Suis-je loyal envers ma famille, mon passé, envers moi-même, c'est la question que nous pose Delphine de Vigan dans son nouveau roman. Texte court et incisif qui met en scène successivement quatre personnages, tous en prise avec eux-mêmes, en prise avec leurs « loyautés ».

Hélène, professeure de SVT dans un collège parisien qui remarque très vite en Théo, son jeune élève de 5ème, un mal-être qui lui rappelle tellement le sien : la maltraitance. Elle croit voir en sa fatigue permanente et dans son regard fuyant les stigmates des coups qu'elle-même a reçus à son âge.

Théo Lubin, 12 ans encaisse en effet les coups sur son corps, mais seulement ceux dont il s'inflige lui-même. Les cours de sciences naturelles d'Hélène aident à mieux comprendre le fonctionnement de la digestion. Pour lui, il s'agit d'améliorer les effets de l'absorption de puissances nocives. L'alcool, dans son tube digestif d'enfant. Boire à s'en faire « exploser » la tête.
Boire pour oublier, s'oublier, disparaître. Ne plus avoir à passer « d'un monde à l'autre » : une semaine chez sa mère, rongée par la déception et la haine de l'homme qui l'a quittée, son père ; une semaine chez cet homme qui n'en est plus tout à fait un, ravagé par la déchéance sociale qui le cloue au lit, incapable de toute responsabilité paternelle, impuissant.

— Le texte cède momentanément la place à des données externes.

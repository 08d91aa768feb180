//! API Module
//!
//! HTTP handlers and routing over the cache-decorated repositories.

pub mod handlers;
pub mod routes;

pub use handlers::*;
pub use routes::create_router;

Mathis Guillaume, 12 ans lui aussi, qui accompagne et soutient Théo. C'est son copain. Il vit chez ses deux parents dans un bonheur apparent, mais qui n'est que de façade.

Si chez Hélène et Théo, les « loyautés » sont trahies par les corps meurtris, chez Mathis et sa mère, Cécile, ce sont les mots qui enchaînent. Les mots que celle-ci a dûs apprendre pour paraître dans ce milieu bourgeois qui n'est pas le sien. C'est celui de William, le père de Mathis. Mais les mots qu'il lui a appris pour qu'elle parle un « bon français », lui servent en fait, grâce à une double personnalité sur internet, à exprimer ses haines « racistes, antisémites, homophobes et misogynes ».

Les corps qu'on aliène. Les mots qui enchaînent. Les « loyautés » sont difficiles à vivre pour Hélène, Théo, Mathis et Cécile. Quatre personnages pris dans la tourmente de notre monde d'aujourd'hui, entravés par ces « tranchées dans lesquelles nous enterrons nos rêves ».
Mais celles-ci peuvent aussi être « les tremplins sur lesquels nos forces se déploient »...C'est donc le souffle court, dans ce roman dense et intense que nous partirons à la recherche de cet espoir, à la recherche de notre « propre lumière ».
De la première ligne à la dernière, c'est seulement en tournant la dernière page, grâce à une narration implacable, que vous reprendrez votre respiration, face à ces « loyautés », face à vous même.

Après ses deux derniers livres à succès et largement récompensés : Rien ne s'oppose à la nuit, qui obtint notamment le prix du Roman Fnac en 2011, et D'après une histoire vraie, prix Renaudot et Goncourt des Lycéens en 2015, Delphine de Vigan, avec ce huitième roman, renoue avec la trame narrative des Heures souterraines, publié en 2009, sur « les violences invisibles d'un monde privé de douceur »...
Les Loyautés, ces « fidélités silencieuses », comme elle les définit elle-même, laisseront en vous des traces invisibles mais tenaces.

Lu en janvier 2018.

Retrouvez mon article sur Fnac.com/Le conseils des libraires :
Lien : https://www.fnac.com/Les-Loy..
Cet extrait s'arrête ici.